Sustaining star formation rates in spiral galaxies - Supernova-driven turbulent accretion disk models applied to THINGS galaxies

TL;DR

This study models star formation in spiral galaxies using turbulent accretion disk models constrained by observations, revealing how gas dynamics and galaxy mass influence star formation regulation.

Contribution

It applies a turbulent disk model to 18 galaxies, incorporating a star formation efficiency break and linking galaxy mass to gas accretion processes.

Findings

Velocity dispersion profiles match model predictions.

Less massive galaxies balance gas loss via internal accretion.

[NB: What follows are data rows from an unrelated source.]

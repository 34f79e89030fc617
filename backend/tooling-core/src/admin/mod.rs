//! Remote administration of a running server.
//!
//! Lifecycle tasks and the status poller only see the [`ServerAdmin`] trait;
//! [`http::HttpServerAdmin`] talks to the server's `__asadmin` REST listener.

pub mod http;

use common::RedactedPassword;

use models::{ServerInstance, TaskEvent, TaskState};

use std::collections::BTreeMap;
use std::fmt::{Display, Formatter, Result as FormatResult};

use async_trait::async_trait;

/// Where and as whom an admin command is sent.
#[derive(Debug, Clone)]
pub struct AdminTarget {
    pub host: String,
    pub admin_port: u16,
    pub secure: bool,
    pub user: String,
    pub password: RedactedPassword,
}

impl AdminTarget {
    pub fn base_url(&self) -> String {
        let scheme = if self.secure { "https" } else { "http" };
        format!("{scheme}://{}:{}", self.host, self.admin_port)
    }
}

impl From<&ServerInstance> for AdminTarget {
    fn from(instance: &ServerInstance) -> Self {
        Self {
            host: instance.host.clone(),
            admin_port: instance.admin_port,
            secure: instance.admin_secure,
            user: instance.admin_user.clone(),
            password: instance.password_or_default(),
        }
    }
}

#[derive(Debug, Clone, Copy, PartialEq, Eq)]
pub enum AdminCommand {
    Version,
    StopDomain,
    Locations,
}

impl AdminCommand {
    pub fn name(&self) -> &'static str {
        match self {
            AdminCommand::Version => "version",
            AdminCommand::StopDomain => "stop-domain",
            AdminCommand::Locations => "__locations",
        }
    }
}

impl Display for AdminCommand {
    fn fmt(&self, f: &mut Formatter<'_>) -> FormatResult {
        f.write_str(self.name())
    }
}

/// Outcome of one admin command.
///
/// Transport problems are folded into a `Failed` result so callers can treat
/// every answer the same way; `unreachable` tells a dead port apart from a
/// server that answered with an error.
#[derive(Debug, Clone, PartialEq, Eq)]
pub struct AdminResult {
    pub state: TaskState,
    pub message: String,
    pub properties: BTreeMap<String, String>,
    /// `AuthFailed` or `AuthFailedHttp` when the credentials were rejected.
    pub auth_failure: Option<TaskEvent>,
    pub unreachable: bool,
}

impl AdminResult {
    pub fn completed(message: impl Into<String>) -> Self {
        Self {
            state: TaskState::Completed,
            message: message.into(),
            properties: BTreeMap::new(),
            auth_failure: None,
            unreachable: false,
        }
    }

    pub fn failed(message: impl Into<String>) -> Self {
        Self {
            state: TaskState::Failed,
            message: message.into(),
            properties: BTreeMap::new(),
            auth_failure: None,
            unreachable: false,
        }
    }

    pub fn auth_rejected(event: TaskEvent, message: impl Into<String>) -> Self {
        Self {
            auth_failure: Some(event),
            ..Self::failed(message)
        }
    }

    pub fn unreachable(message: impl Into<String>) -> Self {
        Self {
            unreachable: true,
            ..Self::failed(message)
        }
    }

    pub fn with_properties(mut self, properties: BTreeMap<String, String>) -> Self {
        self.properties = properties;
        self
    }

    pub fn is_completed(&self) -> bool {
        self.state == TaskState::Completed
    }
}

#[async_trait]
pub trait ServerAdmin: Send + Sync {
    async fn exec(&self, target: &AdminTarget, command: AdminCommand) -> AdminResult;
}

/// Whether the version string reported by a server belongs to the expected
/// installation. With no expectation any non-empty answer is accepted.
pub fn versions_match(expected: Option<&str>, reported: &str) -> bool {
    let reported = reported.trim();
    if reported.is_empty() {
        return false;
    }
    match expected.map(str::trim) {
        None | Some("") => true,
        Some(expected) => reported.contains(expected),
    }
}
use crate::log_view::LogFilter;

use models::LogRecord;

use std::sync::OnceLock;

use regex::Regex;

/// Either a `LEVEL:` token or a timestamp-bearing header line
/// (`Oct 19, 2026 10:00:00 AM com.example.Foo bar`).
const LINE_START_PATTERN: &str = r"^(?:([\p{Lu}]{0,16}?):|([^\r\n]{0,24}?\d\d?:\d\d?:\d\d?))";
const HEADER_GROUP: usize = 2;

static LINE_START_REGEX: OnceLock<Regex> = OnceLock::new();

pub(crate) fn get_line_start_regex() -> &'static Regex {
    LINE_START_REGEX.get_or_init(|| Regex::new(LINE_START_PATTERN).expect("valid regex pattern"))
}

/// Whether `line` is a timestamp header the log view hides.
pub fn is_header_line(line: &str) -> bool {
    get_line_start_regex()
        .captures(line)
        .is_some_and(|captures| captures.get(HEADER_GROUP).is_some())
}

/// Line-oriented filter for plain server output.
///
/// Buffers until a newline and drops the timestamp header lines that the
/// server prints before each `LEVEL: message` line.
#[derive(Debug, Default)]
pub struct LineStreamFilter {
    line: String,
}

impl LineStreamFilter {
    pub fn new() -> Self {
        Self::default()
    }

    fn take_line(&mut self) -> Option<LogRecord> {
        let mut line = std::mem::take(&mut self.line);
        if line.is_empty() || is_header_line(&line) {
            return None;
        }
        line.push('\n');
        Some(LogRecord::plain(line))
    }
}

impl LogFilter for LineStreamFilter {
    fn process(&mut self, c: char) -> Option<LogRecord> {
        match c {
            '\r' => None,
            '\n' => self.take_line(),
            _ => {
                self.line.push(c);
                None
            }
        }
    }

    fn flush(&mut self) -> Option<LogRecord> {
        self.take_line()
    }
}
//! Start, stop, restart and kill as one-shot tasks on a bounded pool.
//!
//! Every task reports through [`TaskContext::notify`], which updates the
//! instance state and informs the task's [`TaskListener`]s.

pub mod kill;
pub mod messages;
pub mod restart;
pub mod start;
pub mod stop;
pub mod task;

use task::{Operation, TaskContext};

use models::TaskState;

use std::future::Future;
use std::sync::Arc;

use log::{debug, warn};
use tokio::sync::Semaphore;
use tokio::task::{AbortHandle, JoinHandle};

/// Handle of a submitted lifecycle task.
#[derive(Debug)]
pub struct TaskHandle {
    operation: Operation,
    instance: String,
    join: JoinHandle<TaskState>,
}

impl TaskHandle {
    pub fn operation(&self) -> Operation {
        self.operation
    }

    pub fn instance(&self) -> &str {
        &self.instance
    }

    pub fn abort_handle(&self) -> AbortHandle {
        self.join.abort_handle()
    }

    pub fn is_finished(&self) -> bool {
        self.join.is_finished()
    }

    /// Final state of the task. Cancelled or panicked tasks are `Failed`.
    pub async fn wait(self) -> TaskState {
        match self.join.await {
            Ok(state) => state,
            Err(e) if e.is_cancelled() => {
                debug!("{} task of '{}' was cancelled", self.operation, self.instance);
                TaskState::Failed
            }
            Err(e) => {
                warn!("{} task of '{}' panicked: {e}", self.operation, self.instance);
                TaskState::Failed
            }
        }
    }
}

/// Runs lifecycle tasks, at most `pool_size` at a time.
pub struct LifecycleExecutor {
    permits: Arc<Semaphore>,
}

impl LifecycleExecutor {
    pub fn new(pool_size: usize) -> Self {
        Self {
            permits: Arc::new(Semaphore::new(pool_size)),
        }
    }

    pub fn available_workers(&self) -> usize {
        self.permits.available_permits()
    }

    pub fn submit<F>(&self, operation: Operation, instance: &str, task: F) -> TaskHandle
    where
        F: Future<Output = TaskState> + Send + 'static,
    {
        let permits = Arc::clone(&self.permits);
        let name = instance.to_string();

        let join = tokio::spawn(async move {
            let Ok(_permit) = permits.acquire_owned().await else {
                warn!("{operation} task of '{name}' rejected: worker pool closed");
                return TaskState::Failed;
            };
            task.await
        });

        TaskHandle {
            operation,
            instance: instance.to_string(),
            join,
        }
    }

    /// Submit the sequence matching the context's operation.
    pub fn run(&self, ctx: TaskContext) -> TaskHandle {
        let operation = ctx.operation();
        let instance = ctx.name().to_string();
        self.submit(operation, &instance, async move {
            match operation {
                Operation::Start => ctx.start_sequence().await,
                Operation::Stop => ctx.stop_sequence().await,
                Operation::Restart => ctx.restart_sequence().await,
                Operation::Kill => ctx.kill_sequence().await,
            }
        })
    }

    pub fn shutdown(&self) {
        self.permits.close();
    }
}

Massive galaxies rely on external gas accretion for star formation.

Abstract

Gas disks of spiral galaxies can be described as clumpy accretion disks without a coupling of viscosity to the actual thermal state of the gas. The model description of a turbulent disk consisting of emerging and spreading clumps (Vollmer & Beckert 2003) contains free parameters, which can be constrained by observations of molecular gas, atomic gas and the star formation rate for individual galaxies. Radial profiles of 18 nearby spiral galaxies from THINGS, HERACLES, SINGS, and GALEX data are used to compare the observed star formation efficiency, molecular fraction, and velocity dispersion to the model. The observed radially decreasing velocity dispersion can be reproduced by the model. In the framework of this model the decrease in the inner disk is due to the stellar mass distribution which dominates the gravitational potential. Introducing a radial break in the star formation efficiency into the model improves the fits significantly. This change in star formation regime is realized by replacing the free fall time in the prescription of the star formation rate with the molecule formation timescale. Depending on the star formation prescription, the break radius is located near the transition region between the molecular-gas-dominated and atomic-gas-dominated parts of the galactic disk or closer to the optical radius. It is found that only less massive galaxies (log (M (M_solar)) <~ 10) can balance gas loss via star formation by radial gas accretion within the disk. These galaxies can thus access their gas reservoirs with large angular momentum. On the other hand, the star formation of massive galaxies is determined by the external gas mass accretion rate from a putative spherical halo of ionized gas or from satellite accretion.